La mise en forme des poudres ou métallurgie des poudres est un procédé en plein développement, de plus en plus adaptée à la fabrication de pièces mécaniques de petites et moyennes dimensions mais aussi comme moyen de synthèse de matériaux nouveaux, exigés par les techniques de pointes, telles que les industries nucléaire, aérospatiale, automobile… Pour les pièces de structures, cette filière concurrence les méthodes d’élaboration plus traditionnelles comme le moulage ou le forgeage, notamment. Son grand intérêt tient au fait qu’elle permet des cadences de production très élevées sur de grandes séries avec un nombre réduit d’étapes de fabrication moyennant une utilisation optimale de la matière première et un coût des opérations de base relativement faible. Cependant, son développement est limité par les difficultés à obtenir simultanément de hautes caractéristiques mécaniques et une grande précision dimensionnelle.
En particulier, les dimensions des pièces produites dépendent des opérations de compression et de frittage. Au cours de cette première opération, le frottement sur les parois de la matrice induit par l’action de la pression axiale exercée sur la poudre est généralement la cause d’une répartition non homogène de la densité au sein du comprimé dit « à vert » ou « à cru ». Ce premier facteur conduit généralement à des retraits plus ou moins anisotropes au cours du frittage, qui affectent considérablement la précision des cotes des pièces si bien que des opérations de recompression, calibrage et/ou usinage sont souvent nécessaires. Pour certains matériaux comme les aciers, les changements de forme entre la pièce à vert et le fritté sont limités (retraits de l’ordre du pourcent) en raison de densités élevées atteintes à l’issue de la compression. La maîtrise des cotes des pièces au cours des opérations de compression et d’éjection est alors primordiale mais délicate car elle dépend essentiellement des propriétés des poudres, compressibilité, densité apparente et pression appliquée. Dans le cas des poudres dures comme les céramiques, les densités atteintes après compression sont faibles (entre 50 et 60% en densité relative) et par conséquent les retraits au cours de la densification par frittage sont importants. La maîtrise des changements de forme au cours du frittage est alors beaucoup plus importante. Enfin, en raison du caractère relativement friable du comprimé après compression, l’opération d’éjection de la pièce peut induire des fissures conduisant irrémédiablement la pièce au rebut. Tous ces artefacts alourdissent considérablement les frais de mise au point d’une nouvelle fabrication qui ne sont amortis que sur des séries importantes. Le calcul des dimensions des outillages par les ingénieurs des bureaux des méthodes est par conséquent une tâche ardue et fastidieuse pour laquelle l’outil de simulation numérique semble s’imposer .
Métallurgie des poudres
La métallurgie des poudres peut être caractérisée par les trois mots clés suivants : poudre, pression et température. Les différents modes de fabrication sur laquelle elle repose, permettent l’obtention de pièces poreuses ou non, de formes, dimensions et masses variés. Les techniques intervenants successivement au cours de l’élaboration d’un composant peuvent se résumer de la façon suivante :
– élaboration de la poudre,
– densification et mise en forme,
– frittage,
– calibrage, traitements thermiques et finitions.
Elaboration de la poudre
Les poudres utilisées ne sont pas des produits naturels au sens où elles ne sont pas issues directement du milieu naturel. Elles sont produites suivant différentes méthodes dont chacune se distingue par les propriétés conférées non seulement à la poudre en terme de granulométrie, microstructure, coulabilité, compressibilité … mais également à la pièce finale. Ces méthodes peuvent être dissociées en deux classes différentes : les méthodes mécaniques et chimiques.
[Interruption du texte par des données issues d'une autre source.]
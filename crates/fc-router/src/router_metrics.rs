//! Metrics infrastructure for the message router
//!
//! Provides Prometheus-compatible metrics for:
//! - Message processing counts
//! - Mediation latency
//! - Pool statistics
//! - Queue sizes

use metrics::{counter, gauge, histogram};
use std::time::Duration;

/// Record a message being processed
pub fn record_message_processed(pool_code: &str, success: bool, result: &str) {
    counter!(
        "fc_messages_processed_total",
        "pool" => pool_code.to_string(),
        "success" => success.to_string(),
        "result" => result.to_string()
    )
    .increment(1);
}

/// Record mediation latency
pub fn record_mediation_latency(pool_code: &str, duration: Duration) {
    histogram!(
        "fc_mediation_duration_seconds",
        "pool" => pool_code.to_string()
    )
    .record(duration.as_secs_f64());
}

/// Record rate limit exceeded
pub fn record_rate_limit_exceeded(pool_code: &str) {
    counter!(
        "fc_rate_limit_exceeded_total",
        "pool" => pool_code.to_string()
    )
    .increment(1);
}

/// Update pool queue size gauge
pub fn set_pool_queue_size(pool_code: &str, size: u32) {
    gauge!(
        "fc_pool_queue_size",
        "pool" => pool_code.to_string()
    )
    .set(size as f64);
}

/// Update pool active workers gauge
pub fn set_pool_active_workers(pool_code: &str, count: u32) {
    gauge!(
        "fc_pool_active_workers",
        "pool" => pool_code.to_string()
    )
    .set(count as f64);
}

/// Update pool message group count
pub fn set_pool_message_groups(pool_code: &str, count: u32) {
    gauge!(
        "fc_pool_message_groups",
        "pool" => pool_code.to_string()
    )
    .set(count as f64);
}

/// Record a message being submitted to a pool
pub fn record_message_submitted(pool_code: &str) {
    counter!(
        "fc_messages_submitted_total",
        "pool" => pool_code.to_string()
    )
    .increment(1);
}

/// Record a message being rejected (pool at capacity)
pub fn record_message_rejected(pool_code: &str, reason: &str) {
    counter!(
        "fc_messages_rejected_total",
        "pool" => pool_code.to_string(),
        "reason" => reason.to_string()
    )
    .increment(1);
}

/// Update in-pipeline message count
pub fn set_in_pipeline_count(count: usize) {
    gauge!("fc_in_pipeline_messages").set(count as f64);
}

/// Record consumer poll
pub fn record_consumer_poll(consumer: &str, message_count: u32) {
    counter!(
        "fc_consumer_polls_total",
        "consumer" => consumer.to_string()
    )
    .increment(1);

    if message_count > 0 {
        counter!(
            "fc_consumer_messages_received_total",
            "consumer" => consumer.to_string()
        )
        .increment(message_count as u64);
    }
}

/// Record consumer error
pub fn record_consumer_error(consumer: &str, error_type: &str) {
    counter!(
        "fc_consumer_errors_total",
        "consumer" => consumer.to_string(),
        "type" => error_type.to_string()
    )
    .increment(1);
}
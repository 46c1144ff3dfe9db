//! HttpMediator Unit Tests
//!
//! Tests for:
//! - Successful message delivery
//! - HTTP status code handling
//! - Circuit breaker behavior
//! - Retry logic
//! - Custom delay parsing from response
//! - Auth token handling

use std::time::Duration;
use wiremock::{MockServer, Mock, ResponseTemplate};
use wiremock::matchers::{method, path, header, body_json};

use fc_common::{Message, MediationType, MediationResult};
use fc_router::{HttpMediator, HttpMediatorConfig, Mediator, CircuitState};
use chrono::Utc;

fn create_test_message(target: &str) -> Message {
    Message {
        id: "msg-1".to_string(),
        pool_code: "DEFAULT".to_string(),
        auth_token: None,
        signing_secret: None,
        mediation_type: MediationType::HTTP,
        mediation_target: target.to_string(),
        message_group_id: None,
    }
}

fn create_test_message_with_auth(target: &str, token: &str) -> Message {
    Message {
        id: "msg-auth".to_string(),
        pool_code: "DEFAULT".to_string(),
        auth_token: Some(token.to_string()),
        signing_secret: None,
        mediation_type: MediationType::HTTP,
        mediation_target: target.to_string(),
        message_group_id: None,
    }
}

#[tokio::test]
async fn test_successful_delivery() {
    let mock_server = MockServer::start().await;

    Mock::given(method("POST"))
        .and(path("/webhook"))
        .respond_with(ResponseTemplate::new(200).set_body_json(serde_json::json!({"ack": true})))
        .expect(1)
        .mount(&mock_server)
        .await;

    let mediator = HttpMediator::new();
    let message = create_test_message(&format!("{}/webhook", mock_server.uri()));

    let outcome = mediator.mediate(&message).await;

    assert_eq!(outcome.result, MediationResult::Success);
    assert!(outcome.error_message.is_none());
}

#[tokio::test]
async fn test_successful_delivery_empty_response() {
    let mock_server = MockServer::start().await;

    Mock::given(method("POST"))
        .and(path("/webhook"))
        .respond_with(ResponseTemplate::new(200))
        .expect(1)
        .mount(&mock_server)
        .await;

    let mediator = HttpMediator::new();
    let message = create_test_message(&format!("{}/webhook", mock_server.uri()));

    let outcome = mediator.mediate(&message).await;

    assert_eq!(outcome.result, MediationResult::Success);
}

#[tokio::test]
async fn test_auth_token_sent() {
    let mock_server = MockServer::start().await;

    Mock::given(method("POST"))
        .and(path("/secure-webhook"))
        .and(header("Authorization", "Bearer test-token-123"))
        .respond_with(ResponseTemplate::new(200))
        .expect(1)
        .mount(&mock_server)
        .await;

    let mediator = HttpMediator::new();
    let message = create_test_message_with_auth(
        &format!("{}/secure-webhook", mock_server.uri()),
        "test-token-123",
    );

    let outcome = mediator.mediate(&message).await;

    assert_eq!(outcome.result, MediationResult::Success);
}

#[tokio::test]
async fn test_ack_false_with_custom_delay() {
    let mock_server = MockServer::start().await;

    Mock::given(method("POST"))
        .and(path("/webhook"))
        .respond_with(
            ResponseTemplate::new(200)
                .set_body_json(serde_json::json!({"ack": false, "delaySeconds": 60}))
        )
        .expect(1)
        .mount(&mock_server)
        .await;

    let config = HttpMediatorConfig {
        max_retries: 1, // Don't retry for this test
        ..Default::default()
    };
    let mediator = HttpMediator::with_config(config);
    let message = create_test_message(&format!("{}/webhook", mock_server.uri()));

    let outcome = mediator.mediate(&message).await;

    assert_eq!(outcome.result, MediationResult::ErrorProcess);
    assert_eq!(outcome.delay_seconds, Some(60));
}

#[tokio::test]
async fn test_400_bad_request() {
    let mock_server = MockServer::start().await;

    Mock::given(method("POST"))
        .and(path("/webhook"))
        .respond_with(ResponseTemplate::new(400))
        .expect(1)
        .mount(&mock_server)
        .await;

    let mediator = HttpMediator::new();
    let message = create_test_message(&format!("{}/webhook", mock_server.uri()));

    let outcome = mediator.mediate(&message).await;

    assert_eq!(outcome.result, MediationResult::ErrorProcess);
    assert_eq!(outcome.status_code, Some(400));
}

#[tokio::test]
async fn test_401_unauthorized() {
    let mock_server = MockServer::start().await;

    Mock::given(method("POST"))
        .and(path("/webhook"))
        .respond_with(ResponseTemplate::new(401))
        .expect(1)
        .mount(&mock_server)
        .await;

    let mediator = HttpMediator::new();
    let message = create_test_message(&format!("{}/webhook", mock_server.uri()));

    let outcome = mediator.mediate(&message).await;

    assert_eq!(outcome.result, MediationResult::ErrorConfig);
    assert_eq!(outcome.status_code, Some(401));
}

#[tokio::test]
async fn test_403_forbidden() {
    let mock_server = MockServer::start().await;

    Mock::given(method("POST"))
        .and(path("/webhook"))
        .respond_with(ResponseTemplate::new(403))
        .expect(1)
        .mount(&mock_server)
        .await;

    let mediator = HttpMediator::new();
    let message = create_test_message(&format!("{}/webhook", mock_server.uri()));

    let outcome = mediator.mediate(&message).await;

    assert_eq!(outcome.result, MediationResult::ErrorConfig);
    assert_eq!(outcome.status_code, Some(403));
}

#[tokio::test]
async fn test_404_not_found() {
    let mock_server = MockServer::start().await;

    Mock::given(method("POST"))
        .and(path("/webhook"))
        .respond_with(ResponseTemplate::new(404))
        .expect(1)
        .mount(&mock_server)
        .await;

    let mediator = HttpMediator::new();
    let message = create_test_message(&format!("{}/webhook", mock_server.uri()));

    let outcome = mediator.mediate(&message).await;

    assert_eq!(outcome.result, MediationResult::ErrorConfig);
    assert_eq!(outcome.status_code, Some(404));
}

#[tokio::test]
async fn test_500_server_error_no_mediator_retry() {
    let mock_server = MockServer::start().await;

    // 5xx is not retried by the mediator itself (only connection/timeout
    // failures are) - the queue is responsible for redelivery, so exactly
    // one call is expected here regardless of max_retries.
    Mock::given(method("POST"))
        .and(path("/webhook"))
        .respond_with(ResponseTemplate::new(500))
        .expect(1)
        .mount(&mock_server)
        .await;

    let config = HttpMediatorConfig {
        max_retries: 3,
        retry_delays: vec![
            Duration::from_millis(10),
            Duration::from_millis(10),
            Duration::from_millis(10),
        ],
        ..Default::default()
    };
    let mediator = HttpMediator::with_config(config);
    let message = create_test_message(&format!("{}/webhook", mock_server.uri()));

    let outcome = mediator.mediate(&message).await;

    assert_eq!(outcome.result, MediationResult::ErrorServer);
    assert_eq!(outcome.status_code, Some(500));
}

#[tokio::test]
async fn test_500_exhausts_retries() {
    let mock_server = MockServer::start().await;

    // Still exactly one call: 5xx propagates immediately without mediator retry.
    Mock::given(method("POST"))
        .and(path("/webhook"))
        .respond_with(ResponseTemplate::new(500))
        .expect(1)
        .mount(&mock_server)
        .await;

    let config = HttpMediatorConfig {
        max_retries: 3,
        retry_delays: vec![
            Duration::from_millis(10),
            Duration::from_millis(10),
            Duration::from_millis(10),
        ],
        ..Default::default()
    };
    let mediator = HttpMediator::with_config(config);
    let message = create_test_message(&format!("{}/webhook", mock_server.uri()));

    let outcome = mediator.mediate(&message).await;

    assert_eq!(outcome.result, MediationResult::ErrorServer);
    assert_eq!(outcome.status_code, Some(500));
}

#[tokio::test]
async fn test_501_not_implemented() {
    let mock_server = MockServer::start().await;

    Mock::given(method("POST"))
        .and(path("/webhook"))
        .respond_with(ResponseTemplate::new(501))
        .expect(1)
        .mount(&mock_server)
        .await;

    let mediator = HttpMediator::new();
    let message = create_test_message(&format!("{}/webhook", mock_server.uri()));

    let outcome = mediator.mediate(&message).await;

    // 501 is a 5xx, so it classifies as ErrorServer (not ErrorConfig) even
    // though it usually signals a genuine misconfiguration on the target.
    assert_eq!(outcome.result, MediationResult::ErrorServer);
    assert_eq!(outcome.status_code, Some(501));
}

#[tokio::test]
async fn test_connection_error() {
    let mediator = HttpMediator::new();
    // Use a port that's definitely not listening
    let message = create_test_message("http://127.0.0.1:59999/webhook");

    let outcome = mediator.mediate(&message).await;

    assert_eq!(outcome.result, MediationResult::ErrorConnection);
    assert!(outcome.error_message.is_some());
}

#[tokio::test]
async fn test_circuit_breaker_trips_on_failures() {
    let mock_server = MockServer::start().await;

    Mock::given(method("POST"))
        .and(path("/webhook"))
        .respond_with(ResponseTemplate::new(500))
        .mount(&mock_server)
        .await;

    let config = HttpMediatorConfig {
        max_retries: 1,
        circuit_breaker_threshold: 3,
        circuit_breaker_timeout: Duration::from_secs(60),
        ..Default::default()
    };
    let mediator = HttpMediator::with_config(config);
    let message = create_test_message(&format!("{}/webhook", mock_server.uri()));

    // Make enough requests to trip the circuit breaker
    for _ in 0..3 {
        mediator.mediate(&message).await;
    }

    assert_eq!(mediator.circuit_state(), CircuitState::Open);

    // Next request should be rejected immediately
    let outcome = mediator.mediate(&message).await;
    assert_eq!(outcome.result, MediationResult::ErrorConnection);
    assert!(outcome.error_message.as_ref().unwrap().contains("Circuit breaker"));
}

#[tokio::test]
async fn test_circuit_breaker_resets_on_success() {
    let mock_server = MockServer::start().await;

    Mock::given(method("POST"))
        .and(path("/webhook"))
        .respond_with(ResponseTemplate::new(200))
        .mount(&mock_server)
        .await;

    let config = HttpMediatorConfig {
        max_retries: 1,
        circuit_breaker_threshold: 3,
        ..Default::default()
    };
    let mediator = HttpMediator::with_config(config);
    let message = create_test_message(&format!("{}/webhook", mock_server.uri()));

    // Successful requests should keep circuit closed
    for _ in 0..5 {
        let outcome = mediator.mediate(&message).await;
        assert_eq!(outcome.result, MediationResult::Success);
    }

    assert_eq!(mediator.circuit_state(), CircuitState::Closed);
}

#[tokio::test]
async fn test_timeout_handling() {
    let mock_server = MockServer::start().await;

    Mock::given(method("POST"))
        .and(path("/webhook"))
        .respond_with(
            ResponseTemplate::new(200)
                .set_delay(Duration::from_secs(10)) // Long delay
        )
        .mount(&mock_server)
        .await;

    let config = HttpMediatorConfig {
        timeout: Duration::from_millis(100), // Short timeout
        max_retries: 1,
        ..Default::default()
    };
    let mediator = HttpMediator::with_config(config);
    let message = create_test_message(&format!("{}/webhook", mock_server.uri()));

    let outcome = mediator.mediate(&message).await;

    assert_eq!(outcome.result, MediationResult::ErrorConnection);
    assert!(outcome.error_message.as_ref().unwrap().contains("timeout"));
}

#[tokio::test]
async fn test_payload_sent_correctly() {
    let mock_server = MockServer::start().await;

    // The mediator sends {"messageId":"<id>"} matching Java behavior, NOT the message payload
    let expected_payload = serde_json::json!({"messageId": "msg-1"});

    Mock::given(method("POST"))
        .and(path("/webhook"))
        .and(body_json(&expected_payload))
        .respond_with(ResponseTemplate::new(200))
        .expect(1)
        .mount(&mock_server)
        .await;

    let mediator = HttpMediator::new();
    let message = create_test_message(&format!("{}/webhook", mock_server.uri()));

    let outcome = mediator.mediate(&message).await;

    assert_eq!(outcome.result, MediationResult::Success);
}

#[tokio::test]
async fn test_422_unprocessable_entity() {
    let mock_server = MockServer::start().await;

    Mock::given(method("POST"))
        .and(path("/webhook"))
        .respond_with(ResponseTemplate::new(422))
        .expect(1)
        .mount(&mock_server)
        .await;

    let mediator = HttpMediator::new();
    let message = create_test_message(&format!("{}/webhook", mock_server.uri()));

    let outcome = mediator.mediate(&message).await;

    // 422 is a client error, should be ErrorConfig
    assert_eq!(outcome.result, MediationResult::ErrorConfig);
    assert_eq!(outcome.status_code, Some(422));
}

#[tokio::test]
async fn test_502_bad_gateway() {
    let mock_server = MockServer::start().await;

    Mock::given(method("POST"))
        .and(path("/webhook"))
        .respond_with(ResponseTemplate::new(502))
        .mount(&mock_server)
        .await;

    let config = HttpMediatorConfig {
        max_retries: 1,
        ..Default::default()
    };
    let mediator = HttpMediator::with_config(config);
    let message = create_test_message(&format!("{}/webhook", mock_server.uri()));

    let outcome = mediator.mediate(&message).await;

    // 502 is a server error - nack with default visibility, no mediator retry
    assert_eq!(outcome.result, MediationResult::ErrorServer);
    assert_eq!(outcome.status_code, Some(502));
}

#[tokio::test]
async fn test_503_service_unavailable() {
    let mock_server = MockServer::start().await;

    Mock::given(method("POST"))
        .and(path("/webhook"))
        .respond_with(ResponseTemplate::new(503))
        .mount(&mock_server)
        .await;

    let config = HttpMediatorConfig {
        max_retries: 1,
        ..Default::default()
    };
    let mediator = HttpMediator::with_config(config);
    let message = create_test_message(&format!("{}/webhook", mock_server.uri()));

    let outcome = mediator.mediate(&message).await;

    assert_eq!(outcome.result, MediationResult::ErrorServer);
    assert_eq!(outcome.status_code, Some(503));
}

#[tokio::test]
async fn test_mediator_default_config() {
    let mediator = HttpMediator::new();
    assert_eq!(mediator.circuit_state(), CircuitState::Closed);
}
Les méthodes dites mécaniques rassemblent principalement deux techniques :
– Le broyage repose sur la fragmentation d’un matériau solide sous l’effet de chocs répétés. Des éléments étrangers tels que des billes sont généralement utilisés afin d’accroître l’intensité du broyage sous l’effet des impacts, de la pression et des frottements mutuels. Le broyage peut être réalisé à sec ou par voie humide.
– L’atomisation consiste à désintégrer (et solidifier) un métal liquide sous l’effet d’un gaz, d’un liquide sous pression, ou d’ultrasons. Le degré de dispersion, de forme et de structure des particules de poudre peuvent varier en changeant l’énergie mise en jeu, la température, la viscosité, la tension de surface et les conditions de refroidissement de l’alliage liquide.
Les méthodes chimiques sont beaucoup plus nombreuses et variées. On peut citer comme exemple :
– La réduction d’un composé métallique par un agent réducteur solide ou gazeux représente la méthode de production la plus utilisée à ce jour. Les procédés utilisent principalement le carbone et l’hydrogène comme milieu réducteur. Une partie des poudres de fer de Höganäs est produite de cette manière, le minerai de fer est réduit par l’intermédiaire d’un agent réducteur solide et subit par la suite diverses opérations de séchage, séparation magnétique, recuit … Néanmoins, le procédé d’atomisation tend aujourd’hui à supplanter ce procédé : nous verrons que la poudre de fer Distaloy AE, étudié dans ce manuscrit, est une poudre atomisée.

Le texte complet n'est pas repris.